What a blessing in meeting Ada, a dear friendship that was totally unexpected.  She added greatly to the beauty of the trip and took your mind off the negative aspects of Gwen.  No matter how testy the times with Gwen may have become, you had dear Ada to balance it out.  How lucky is that?!!  Just a great story all the way around and you'll be cherishing those memories of your trip and Ada for the rest of your life.  

And I'm sorry too that my circumstances will not allow me to live my dream in visiting, but I'm thrilled to be able to hear so much about your country via this board and to be acquainted with those of you whose outstanding personalities give Oz the reputation it so well deserves....that Aussies are among the friendliest people in the world. Got that directly from Oprah and Ellen whose shows from there were wonderful!

Thanks again for sharing your story!:love_heart: 
*


----------



## Katybug (Sep 29, 2013)

Diwundrin said:


> Gwen would have swatted you on that one.
> 
> 
> 
> Went on a tour with another workmate who was very quiet and never stood by a decision in her life and left everything up to me and to be honest, the Gwen trips were a whole lot more interesting.

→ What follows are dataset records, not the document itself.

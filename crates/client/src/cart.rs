//! The locally persisted shopping cart.
//!
//! The cart is client-owned and ephemeral: a sequence of product
//! snapshots with derived totals, recomputed on every mutation and
//! persisted through the [`Storage`] collaborator so it survives a page
//! reload. It is never reconciled against live stock until an order is
//! submitted.

use std::sync::Arc;

use rust_decimal::Decimal;
use serde::{Deserialize, Serialize};

use voltline_core::ProductId;

use crate::api::Product;
use crate::error::ClientError;
use crate::storage::Storage;

/// Storage key for the cart snapshot.
const CART_KEY: &str = "cart";

/// One cart line: a snapshot of the product at the time it was added,
/// plus a quantity.
#[derive(Debug, Clone, Serialize, Deserialize)]
#[serde(rename_all = "camelCase")]
pub struct CartItem {
    pub product_id: ProductId,
    pub name: String,
    pub slug: String,
    pub price: Decimal,
    #[serde(default, skip_serializing_if = "Option::is_none")]
    pub old_price: Option<Decimal>,
    pub image: String,
    pub stock: i32,
    pub quantity: i32,
}

/// The persisted cart snapshot.
#[derive(Debug, Clone, Default, Serialize, Deserialize)]
#[serde(rename_all = "camelCase")]
struct CartState {
    items: Vec<CartItem>,
    total_quantity: i32,
    total_price: Decimal,
}

/// The shopping cart.
///
/// Invariant: after every mutation, `total_quantity` equals the sum of
/// line quantities and `total_price` equals the sum of `price × quantity`
/// across lines, and the snapshot in storage matches the in-memory state.
pub struct Cart {
    storage: Arc<dyn Storage>,
    state: CartState,
}

impl Cart {
    /// Load the cart from storage, or start empty if no snapshot exists.
    ///
    /// # Errors
    ///
    /// Returns `ClientError::Storage` if storage cannot be read and
    /// `ClientError::CorruptState` if the snapshot fails to decode.
    pub fn load(storage: Arc<dyn Storage>) -> Result<Self, ClientError> {
        let state = match storage.get(CART_KEY)? {
            Some(snapshot) => serde_json::from_str(&snapshot)?,
            None => CartState::default(),
        };
        Ok(Self { storage, state })
    }

    /// Add a product to the cart, merging into an existing line by
    /// product id (quantities sum).
    ///
    /// # Errors
    ///
    /// Returns `ClientError::Storage` if the snapshot cannot be persisted.
    pub fn add_item(&mut self, product: &Product, quantity: i32) -> Result<(), ClientError> {
        if let Some(line) = self
            .state
            .items
            .iter_mut()
            .find(|item| item.product_id == product.id)
        {
            line.quantity += quantity;
        } else {
            self.state.items.push(CartItem {
                product_id: product.id,
                name: product.name.clone(),
                slug: product.slug.clone(),
                price: product.price,
                old_price: product.old_price,
                image: product.image.clone(),
                stock: product.stock,
                quantity,
            });
        }
        self.recompute_and_persist()
    }

    /// Remove a line entirely. Removing an absent product id is a no-op.
    ///
    /// # Errors
    ///
    /// Returns `ClientError::Storage` if the snapshot cannot be persisted.
    pub fn remove_item(&mut self, product_id: ProductId) -> Result<(), ClientError> {
        self.state.items.retain(|item| item.product_id != product_id);
        self.recompute_and_persist()
    }

    /// Overwrite a line's quantity.
    ///
    /// No lower bound is enforced here beyond what the UI hints at; the
    /// order service is the authority at submission time.
    ///
    /// # Errors
    ///
    /// Returns `ClientError::Storage` if the snapshot cannot be persisted.
    pub fn set_quantity(&mut self, product_id: ProductId, quantity: i32) -> Result<(), ClientError> {
        if let Some(line) = self
            .state
            .items
            .iter_mut()
            .find(|item| item.product_id == product_id)
        {
            line.quantity = quantity;
        }
        self.recompute_and_persist()
    }

    /// Empty the cart.
    ///
    /// # Errors
    ///
    /// Returns `ClientError::Storage` if the snapshot cannot be persisted.
    pub fn clear(&mut self) -> Result<(), ClientError> {
        self.state.items.clear();
        self.recompute_and_persist()
    }

    /// The current lines.
    #[must_use]
    pub fn items(&self) -> &[CartItem] {
        &self.state.items
    }

    /// Sum of line quantities.
    #[must_use]
    pub const fn total_quantity(&self) -> i32 {
        self.state.total_quantity
    }

    /// Sum of `price × quantity` across lines.
    #[must_use]
    pub const fn total_price(&self) -> Decimal {
        self.state.total_price
    }

    /// Whether the cart has no lines.
    #[must_use]
    pub fn is_empty(&self) -> bool {
        self.state.items.is_empty()
    }

    fn recompute_and_persist(&mut self) -> Result<(), ClientError> {
        self.state.total_quantity = self.state.items.iter().map(|item| item.quantity).sum();
        self.state.total_price = self
            .state
            .items
            .iter()
            .map(|item| item.price * Decimal::from(item.quantity))
            .sum();

        let snapshot = serde_json::to_string(&self.state)?;
        self.storage.set(CART_KEY, &snapshot)?;
        Ok(())
    }
}

#[cfg(test)]
#[allow(clippy::unwrap_used)]
mod tests {
    use super::*;
    use crate::storage::MemoryStorage;
    use voltline_core::Category;

    fn product(id: i32, price: i64) -> Product {
        Product {
            id: ProductId::new(id),
            name: format!("Product {id}"),
            slug: format!("product-{id}"),
            category: Category::Accessories,
            price: Decimal::new(price, 0),
            old_price: None,
            rating: Decimal::ZERO,
            stock: 10,
            image: "/uploads/x.jpg".to_owned(),
            tag: None,
            description: "desc".to_owned(),
            created_at: chrono::Utc::now(),
        }
    }

    fn assert_invariant(cart: &Cart) {
        let quantity: i32 = cart.items().iter().map(|i| i.quantity).sum();
        let price: Decimal = cart
            .items()
            .iter()
            .map(|i| i.price * Decimal::from(i.quantity))
            .sum();
        assert_eq!(cart.total_quantity(), quantity);
        assert_eq!(cart.total_price(), price);
    }

    #[test]
    fn test_add_merges_by_product_id() {
        let storage = Arc::new(MemoryStorage::new());
        let mut cart = Cart::load(storage).unwrap();

        cart.add_item(&product(1, 100), 1).unwrap();
        cart.add_item(&product(1, 100), 2).unwrap();

        assert_eq!(cart.items().len(), 1);
        assert_eq!(cart.items().first().unwrap().quantity, 3);
        assert_eq!(cart.total_quantity(), 3);
        assert_eq!(cart.total_price(), Decimal::new(300, 0));
        assert_invariant(&cart);
    }

    #[test]
    fn test_remove_drops_line() {
        let storage = Arc::new(MemoryStorage::new());
        let mut cart = Cart::load(storage).unwrap();

        cart.add_item(&product(1, 100), 1).unwrap();
        cart.add_item(&product(2, 50), 2).unwrap();
        cart.remove_item(ProductId::new(1)).unwrap();

        assert_eq!(cart.items().len(), 1);
        assert_eq!(cart.total_price(), Decimal::new(100, 0));
        assert_invariant(&cart);
    }

    #[test]
    fn test_set_quantity_overwrites() {
        let storage = Arc::new(MemoryStorage::new());
        let mut cart = Cart::load(storage).unwrap();

        cart.add_item(&product(1, 100), 5).unwrap();
        cart.set_quantity(ProductId::new(1), 2).unwrap();

        assert_eq!(cart.total_quantity(), 2);
        assert_eq!(cart.total_price(), Decimal::new(200, 0));
        assert_invariant(&cart);
    }

    #[test]
    fn test_clear_empties_everything() {
        let storage = Arc::new(MemoryStorage::new());
        let mut cart = Cart::load(storage).unwrap();

        cart.add_item(&product(1, 100), 5).unwrap();
        cart.clear().unwrap();

        assert!(cart.is_empty());
        assert_eq!(cart.total_quantity(), 0);
        assert_eq!(cart.total_price(), Decimal::ZERO);
    }

    #[test]
    fn test_invariant_over_mutation_sequences() {
        let storage = Arc::new(MemoryStorage::new());
        let mut cart = Cart::load(storage).unwrap();

        cart.add_item(&product(1, 999), 1).unwrap();
        assert_invariant(&cart);
        cart.add_item(&product(2, 49), 4).unwrap();
        assert_invariant(&cart);
        cart.set_quantity(ProductId::new(2), 1).unwrap();
        assert_invariant(&cart);
        cart.remove_item(ProductId::new(1)).unwrap();
        assert_invariant(&cart);
        cart.add_item(&product(3, 25), 2).unwrap();
        assert_invariant(&cart);
    }

    #[test]
    fn test_cart_survives_reload() {
        let storage = Arc::new(MemoryStorage::new());

        let mut cart = Cart::load(storage.clone()).unwrap();
        cart.add_item(&product(1, 100), 2).unwrap();
        drop(cart);

        let reloaded = Cart::load(storage).unwrap();
        assert_eq!(reloaded.total_quantity(), 2);
        assert_eq!(reloaded.total_price(), Decimal::new(200, 0));
    }
}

*After my divorce I took several trips with friends, 3 to the Bahamas and one to Jamaica, back when money & energy were more plentiful.  Always had good experiences, but these trips were with long term friends.  Everything always went smoothly and my friends always pulled their own weight.  I wouldn't want the role of travel planner either and would highly resent it.  But we were always very fortunate and met many interesting people/men along the way. Things are just so much easier when you're in your early 30's.....sigh...
*
*Sidenote....I met a wonderful German (who had custody of his 2 kids) my first day in Freeport. We ended up falling in love and he invited me to visit. Thinking this may be "the one,"  I left my girls with mom & dad, took a leave of absence from work and spent 2 months with him and his family in Lollar, Germany. (What a glorious experience!)   He had already proposed and the trip was to see if it was the thing to do in marrying and leaving my country.  I decided not. I simply couldn't take my 2 daughters (one of them with cerebral palsy) and leave my family, friends and job to live in a country where I didn't speak the language.  I didn't love him enough to make that bold move at age 30.   I've always wondered how different my life would have been if I had married him, but I have no regrets.   
*


----------



## Diwundrin (Sep 29, 2013)

Thanks Katy, glad you enjoyed it.  I do often think about that trip, and Ada,  to this day. I've done a fair bit of traveling but that was the standout.
I cope with the Gwens of the world because as they say, it takes one to know one.  I recognized her modus operandi because I used it myself.  It was personality in her and a learned tactic in me but it was the same trick.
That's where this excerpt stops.